Requirement — Look through the records that follow and state how many lines hold the word "SaltString", without adding anything.

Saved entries
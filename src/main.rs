use std::sync::Arc;

use actix_cors::Cors;
use actix_session::{storage::CookieSessionStore, SessionMiddleware};
use actix_web::{cookie::Key, middleware, web, App, HttpServer};

use leadbox::bootstrap;
use leadbox::config;
use leadbox::db;
use leadbox::routes;
use leadbox::services::notification::{
    Notifier, PgStore, SlackSender, SmtpMailer, TemplateStore,
};

#[actix_web::main]
async fn main() -> std::io::Result<()> {
    // Load .env file if present
    dotenvy::dotenv().ok();

    // Initialize logging
    env_logger::init_from_env(env_logger::Env::new().default_filter_or("info"));

    // Load configuration
    let config = config::Config::from_env().map_err(|e| {
        log::error!("Configuration error: {}", e);
        std::io::Error::new(std::io::ErrorKind::InvalidInput, e.to_string())
    })?;

    log::info!("Starting Leadbox server on {}:{}", config.host, config.port);

    // Create database pool
    let db_pool = db::create_pool(&config.database).await.map_err(|e| {
        log::error!("Database pool error: {}", e);
        std::io::Error::other(e.to_string())
    })?;

    // Run migrations
    db::run_migrations(&db_pool).await.map_err(|e| {
        log::error!("Migration error: {}", e);
        std::io::Error::other(e.to_string())
    })?;

    // Bootstrap: create admin account if CREATE_ADMIN is set
    if let Err(e) = bootstrap::create_admin_if_needed(&db_pool).await {
        log::error!("Failed to create admin account: {}", e);
    }

    // Wire the notification pipeline with its injected collaborators
    let notifier = Arc::new(Notifier::new(
        Arc::new(PgStore::new(db_pool.clone())),
        Arc::new(SlackSender::new(config.notify.slack_webhook_url.clone())),
        Arc::new(SmtpMailer::new(
            config.notify.smtp.clone(),
            config.notify.recipient_override.clone(),
        )),
        TemplateStore::new(config.notify.template_dir.clone()),
    ));

    // Session secret key from config or generate random (with warning)
    let secret_key = match &config.security.session_secret_key {
        Some(key) => key.clone(),
        None => {
            log::warn!(
                "SESSION_SECRET_KEY not set, using random key (sessions won't persist across restarts)"
            );
            use rand::Rng;
            let random_bytes: Vec<u8> = (0..64).map(|_| rand::rng().random()).collect();
            hex::encode(random_bytes)
        }
    };

    let key = Key::from(secret_key.as_bytes());

    // Clone values for the closure
    let host = config.host.clone();
    let port = config.port;

    let server = HttpServer::new(move || {
        // The intake form posts from the public marketing site, which can
        // live on any domain, so enquiry creation must accept any origin.
        let cors = Cors::default()
            .allow_any_origin()
            .allowed_methods(vec!["GET", "POST", "PATCH", "DELETE", "OPTIONS"])
            .allowed_headers(vec![
                actix_web::http::header::AUTHORIZATION,
                actix_web::http::header::ACCEPT,
                actix_web::http::header::CONTENT_TYPE,
            ])
            .max_age(3600);

        App::new()
            // Share database pool, config and notifier with all handlers
            .app_data(web::Data::new(db_pool.clone()))
            .app_data(web::Data::new(config.clone()))
            .app_data(web::Data::new(notifier.clone()))
            // Middleware
            .wrap(middleware::Logger::default())
            .wrap(middleware::Compress::default())
            .wrap(cors) // CORS must be before SessionMiddleware
            .wrap(
                SessionMiddleware::builder(CookieSessionStore::default(), key.clone())
                    .cookie_name("leadbox_session".to_string())
                    .cookie_secure(config.security.ssl_proxy)
                    .cookie_http_only(true)
                    .cookie_same_site(actix_web::cookie::SameSite::Lax)
                    .build(),
            )
            // Health check routes (no auth required)
            .service(
                web::scope("/health")
                    .route("", web::get().to(routes::health::liveness))
                    .route("/ready", web::get().to(routes::health::readiness)),
            )
            // Auth routes (public)
            .configure(routes::auth::configure)
            // API routes (admin session required except enquiry creation)
            .configure(routes::enquiries::configure)
            .configure(routes::users::configure)
    })
    .bind((host.as_str(), port))?
    .shutdown_timeout(30)
    .run();

    // Spawn graceful shutdown handler
    let server_handle = server.handle();
    tokio::spawn(async move {
        shutdown_signal().await;
        log::info!("Shutdown signal received, stopping server...");
        server_handle.stop(true).await;
    });

    server.await
}

/// Wait for shutdown signal (Ctrl+C or SIGTERM)
async fn shutdown_signal() {
    let ctrl_c = async {
        match tokio::signal::ctrl_c().await {
            Ok(()) => {}
            Err(e) => {
                log::error!("Failed to install Ctrl+C handler: {}", e);
                // Wait forever if signal handler fails
                std::future::pending::<()>().await;
            }
        }
    };

    #[cfg(unix)]
    let terminate = async {
        match tokio::signal::unix::signal(tokio::signal::unix::SignalKind::terminate()) {
            Ok(mut signal) => {
                signal.recv().await;
            }
            Err(e) => {
                log::error!("Failed to install SIGTERM handler: {}", e);
                std::future::pending::<()>().await;
            }
        }
    };

    #[cfg(not(unix))]
    let terminate = std::future::pending::<()>();

    tokio::select! {
        _ = ctrl_c => {},
        _ = terminate => {},
    }
}
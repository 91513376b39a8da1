use argon2::{
    password_hash::{rand_core::OsRng, PasswordHash, PasswordHasher, PasswordVerifier, SaltString},
    Argon2,
};
use chrono::{DateTime, Utc};
use serde::{Deserialize, Serialize};
use sqlx::FromRow;
use uuid::Uuid;

use crate::error::AppError;

/// A registered user. Most users are lead contacts created alongside an
/// enquiry; the admin account additionally carries a password hash.
#[derive(Debug, Clone, FromRow, Serialize)]
pub struct User {
    pub id: Uuid,
    pub first_name: String,
    pub last_name: String,
    pub email: String,
    pub phone: Option<String>,
    #[serde(skip_serializing)]
    pub password_hash: Option<String>,
    pub is_admin: bool,
    pub created_at: DateTime<Utc>,
}

#[derive(Debug, Deserialize)]
pub struct CreateUserRequest {
    pub first_name: String,
    pub last_name: String,
    pub email: String,
    pub phone: Option<String>,
    pub password: Option<String>,
    #[serde(default)]
    pub is_admin: bool,
}

#[derive(Debug, Deserialize)]
pub struct UpdateUserRequest {
    pub first_name: Option<String>,
    pub last_name: Option<String>,
    pub email: Option<String>,
    pub phone: Option<String>,
}

#[derive(Debug, Deserialize)]
pub struct LoginRequest {
    pub email: String,
    pub password: String,
}

impl User {
    /// Hash a password using Argon2id
    pub fn hash_password(password: &str) -> Result<String, AppError> {
        let salt = SaltString::generate(&mut OsRng);
        let argon2 = Argon2::default();
        let hash = argon2
            .hash_password(password.as_bytes(), &salt)
            .map_err(|e| AppError::Internal(format!("Password hashing failed: {}", e)))?;
        Ok(hash.to_string())
    }

    /// Verify a password against the stored hash.
    /// Users without a password hash (lead contacts) can never log in.
    pub fn verify_password(&self, password: &str) -> Result<bool, AppError> {
        let stored = match &self.password_hash {
            Some(h) => h,
            None => return Ok(false),
        };
        let parsed_hash = PasswordHash::new(stored)
            .map_err(|e| AppError::Internal(format!("Invalid password hash: {}", e)))?;
        Ok(Argon2::default()
            .verify_password(password.as_bytes(), &parsed_hash)
            .is_ok())
    }
}
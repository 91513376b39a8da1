//! Unit tests for configuration parsing
//!
//! Tests environment variable parsing and default values.
//!
//! Note: These tests modify global environment variables and must run serially.

use leadbox::config::{DispatchMode, NotifyConfig, SmtpConfig};
use serial_test::serial;

const NOTIFY_VARS: &[&str] = &[
    "SLACK_ENQUIRIES_WEBHOOK",
    "MAIL_HOST",
    "MAIL_PORT",
    "MAIL_SECURE",
    "MAIL_USER",
    "MAIL_PASSWORD",
    "MAIL_FROM",
    "MAIL_REPLY_TO",
    "MAIL_RECIPIENT_OVERRIDE",
    "NOTIFY_DISPATCH",
    "TEMPLATE_DIR",
];

fn clear_notify_vars() {
    for var in NOTIFY_VARS {
        std::env::remove_var(var);
    }
}

#[test]
#[serial]
fn test_notify_config_defaults() {
    clear_notify_vars();

    let config = NotifyConfig::from_env();

    assert!(config.slack_webhook_url.is_none());
    assert!(config.recipient_override.is_none());
    assert_eq!(config.dispatch, DispatchMode::Spawn);
    assert_eq!(config.template_dir, "templates");
    assert!(config.smtp.host.is_none());
    assert_eq!(config.smtp.port, 465);
    assert!(config.smtp.secure);
    assert_eq!(config.smtp.from_address, "enquiries@leadbox.local");
    assert_eq!(config.smtp.reply_to, "support@leadbox.local");
}

#[test]
#[serial]
fn test_notify_config_custom_values() {
    clear_notify_vars();
    std::env::set_var(
        "SLACK_ENQUIRIES_WEBHOOK",
        "https://hooks.slack.com/services/T000/B000/XXX",
    );
    std::env::set_var("MAIL_HOST", "smtp.zoho.com");
    std::env::set_var("MAIL_PORT", "587");
    std::env::set_var("MAIL_SECURE", "false");
    std::env::set_var("MAIL_RECIPIENT_OVERRIDE", "qa@example.com");
    std::env::set_var("NOTIFY_DISPATCH", "await");

    let config = NotifyConfig::from_env();

    assert_eq!(
        config.slack_webhook_url.as_deref(),
        Some("https://hooks.slack.com/services/T000/B000/XXX")
    );
    assert_eq!(config.smtp.host.as_deref(), Some("smtp.zoho.com"));
    assert_eq!(config.smtp.port, 587);
    assert!(!config.smtp.secure);
    assert_eq!(config.recipient_override.as_deref(), Some("qa@example.com"));
    assert_eq!(config.dispatch, DispatchMode::Await);

    clear_notify_vars();
}

#[test]
#[serial]
fn test_smtp_config_invalid_port_uses_default() {
    clear_notify_vars();
    std::env::set_var("MAIL_PORT", "not-a-number");

    let config = SmtpConfig::from_env();

    assert_eq!(config.port, 465);

    clear_notify_vars();
}

#[test]
#[serial]
fn test_empty_recipient_override_is_ignored() {
    clear_notify_vars();
    std::env::set_var("MAIL_RECIPIENT_OVERRIDE", "");

    let config = NotifyConfig::from_env();

    assert!(config.recipient_override.is_none());

    clear_notify_vars();
}

#[test]
#[serial]
fn test_unknown_dispatch_mode_defaults_to_spawn() {
    clear_notify_vars();
    std::env::set_var("NOTIFY_DISPATCH", "queue");

    let config = NotifyConfig::from_env();

    assert_eq!(config.dispatch, DispatchMode::Spawn);

    clear_notify_vars();
}
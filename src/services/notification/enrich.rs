//! Enrichment step: joins an enquiry to its related user record and
//! resolves contact details into one canonical shape.
//!
//! Contact fields can live directly on the enquiry row or on the linked
//! user, depending on which intake flow wrote the record. Resolution
//! happens exactly once, here; the formatter never sees the dual paths.

use uuid::Uuid;

use crate::models::{Enquiry, User};

use super::store::EnquiryStore;

/// Enrichment failures that stop the pipeline
#[derive(Debug, thiserror::Error)]
pub enum EnrichError {
    #[error("Enquiry {0} not found")]
    NotFound(Uuid),

    #[error("Store error while enriching enquiry {0}: {1}")]
    Store(Uuid, String),
}

/// Contact details resolved from the enquiry row and its linked user.
/// Top-level enquiry fields win; the embedded user is the fallback.
#[derive(Debug, Clone, Default, PartialEq)]
pub struct Contact {
    pub first_name: Option<String>,
    pub last_name: Option<String>,
    pub email: Option<String>,
    pub phone: Option<String>,
}

/// An enquiry joined with its optional user, built fresh per
/// notification and discarded when the orchestrator returns.
#[derive(Debug, Clone)]
pub struct EnrichedEnquiry {
    pub enquiry: Enquiry,
    pub user: Option<User>,
    pub contact: Contact,
}

impl EnrichedEnquiry {
    fn new(enquiry: Enquiry, user: Option<User>) -> Self {
        let contact = resolve_contact(&enquiry, user.as_ref());
        Self {
            enquiry,
            user,
            contact,
        }
    }
}

fn non_empty(value: &Option<String>) -> Option<String> {
    value.as_deref().filter(|v| !v.trim().is_empty()).map(str::to_string)
}

fn resolve_contact(enquiry: &Enquiry, user: Option<&User>) -> Contact {
    Contact {
        first_name: non_empty(&enquiry.first_name)
            .or_else(|| user.map(|u| u.first_name.clone()).filter(|v| !v.is_empty())),
        last_name: non_empty(&enquiry.last_name)
            .or_else(|| user.map(|u| u.last_name.clone()).filter(|v| !v.is_empty())),
        email: non_empty(&enquiry.email)
            .or_else(|| user.map(|u| u.email.clone()).filter(|v| !v.is_empty())),
        phone: non_empty(&enquiry.phone).or_else(|| user.and_then(|u| non_empty(&u.phone))),
    }
}

/// Fetches an enquiry and its related user, merging both into an
/// [`EnrichedEnquiry`].
///
/// A missing or failed user lookup degrades to `user = None` rather than
/// failing the whole enrichment; only a missing enquiry (or a store
/// error on the enquiry fetch itself) is terminal.
pub async fn enrich(
    store: &dyn EnquiryStore,
    enquiry_id: Uuid,
) -> Result<EnrichedEnquiry, EnrichError> {
    let enquiry = store
        .get_enquiry(enquiry_id)
        .await
        .map_err(|e| EnrichError::Store(enquiry_id, e.to_string()))?
        .ok_or(EnrichError::NotFound(enquiry_id))?;

    let user = match enquiry.user_id {
        Some(user_id) => match store.get_user(user_id).await {
            Ok(Some(user)) => Some(user),
            Ok(None) => {
                log::warn!(
                    "Enquiry {} references missing user {}, continuing without user data",
                    enquiry_id,
                    user_id
                );
                None
            }
            Err(e) => {
                log::warn!(
                    "User lookup failed for enquiry {} (user {}): {}, continuing without user data",
                    enquiry_id,
                    user_id,
                    e
                );
                None
            }
        },
        None => None,
    };

    Ok(EnrichedEnquiry::new(enquiry, user))
}
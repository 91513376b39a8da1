pub mod enquiry;
pub mod user;

pub use enquiry::{CreateEnquiry, Enquiry};
pub use user::{CreateUserRequest, LoginRequest, UpdateUserRequest, User};
use sqlx::PgPool;
use uuid::Uuid;

use crate::error::{AppError, AppResult};
use crate::models::{CreateUserRequest, UpdateUserRequest, User};

pub struct UsersService;

impl UsersService {
    /// Creates a new user. A password is only set for admin accounts;
    /// lead contacts have none and cannot log in.
    pub async fn create_user(pool: &PgPool, req: &CreateUserRequest) -> AppResult<User> {
        let password_hash = match &req.password {
            Some(password) if !password.is_empty() => Some(User::hash_password(password)?),
            _ => None,
        };

        if req.is_admin && password_hash.is_none() {
            return Err(AppError::Validation(
                "Admin accounts require a password".to_string(),
            ));
        }

        let user = sqlx::query_as::<_, User>(
            r#"
            INSERT INTO users (first_name, last_name, email, phone, password_hash, is_admin)
            VALUES ($1, $2, $3, $4, $5, $6)
            RETURNING id, first_name, last_name, email, phone, password_hash,
                      is_admin, created_at
            "#,
        )
        .bind(&req.first_name)
        .bind(&req.last_name)
        .bind(&req.email)
        .bind(&req.phone)
        .bind(&password_hash)
        .bind(req.is_admin)
        .fetch_one(pool)
        .await
        .map_err(|e| match e {
            sqlx::Error::Database(db_err) if db_err.is_unique_violation() => {
                AppError::Conflict("Email already exists".to_string())
            }
            _ => AppError::Database(e),
        })?;

        Ok(user)
    }

    /// Lists all users, newest first
    pub async fn list(pool: &PgPool) -> AppResult<Vec<User>> {
        let users = sqlx::query_as::<_, User>(
            r#"
            SELECT id, first_name, last_name, email, phone, password_hash,
                   is_admin, created_at
            FROM users
            ORDER BY created_at DESC
            "#,
        )
        .fetch_all(pool)
        .await?;

        Ok(users)
    }

    /// Gets a user by email
    pub async fn get_by_email(pool: &PgPool, email: &str) -> AppResult<Option<User>> {
        let user = sqlx::query_as::<_, User>(
            r#"
            SELECT id, first_name, last_name, email, phone, password_hash,
                   is_admin, created_at
            FROM users
            WHERE email = $1
            "#,
        )
        .bind(email)
        .fetch_optional(pool)
        .await?;

        Ok(user)
    }

    /// Gets a user by ID
    pub async fn get_by_id(pool: &PgPool, user_id: Uuid) -> AppResult<Option<User>> {
        let user = sqlx::query_as::<_, User>(
            r#"
            SELECT id, first_name, last_name, email, phone, password_hash,
                   is_admin, created_at
            FROM users
            WHERE id = $1
            "#,
        )
        .bind(user_id)
        .fetch_optional(pool)
        .await?;

        Ok(user)
    }

    /// Updates a user's contact details
    pub async fn update(
        pool: &PgPool,
        user_id: Uuid,
        req: &UpdateUserRequest,
    ) -> AppResult<User> {
        let user = sqlx::query_as::<_, User>(
            r#"
            UPDATE users
            SET first_name = COALESCE($2, first_name),
                last_name = COALESCE($3, last_name),
                email = COALESCE($4, email),
                phone = COALESCE($5, phone)
            WHERE id = $1
            RETURNING id, first_name, last_name, email, phone, password_hash,
                      is_admin, created_at
            "#,
        )
        .bind(user_id)
        .bind(&req.first_name)
        .bind(&req.last_name)
        .bind(&req.email)
        .bind(&req.phone)
        .fetch_optional(pool)
        .await
        .map_err(|e| match e {
            sqlx::Error::Database(db_err) if db_err.is_unique_violation() => {
                AppError::Conflict("Email already exists".to_string())
            }
            _ => AppError::Database(e),
        })?
        .ok_or_else(|| AppError::NotFound(format!("User {} not found", user_id)))?;

        Ok(user)
    }

    /// Deletes a user
    pub async fn delete(pool: &PgPool, user_id: Uuid) -> AppResult<()> {
        let result = sqlx::query("DELETE FROM users WHERE id = $1")
            .bind(user_id)
            .execute(pool)
            .await?;

        if result.rows_affected() == 0 {
            return Err(AppError::NotFound(format!("User {} not found", user_id)));
        }

        Ok(())
    }

    /// Counts admin accounts (used by the bootstrap check)
    pub async fn admin_count(pool: &PgPool) -> AppResult<i64> {
        let count: (i64,) = sqlx::query_as(
            r#"
            SELECT COUNT(*)
            FROM users
            WHERE is_admin = TRUE
            "#,
        )
        .fetch_one(pool)
        .await?;

        Ok(count.0)
    }
}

Expected answer — 2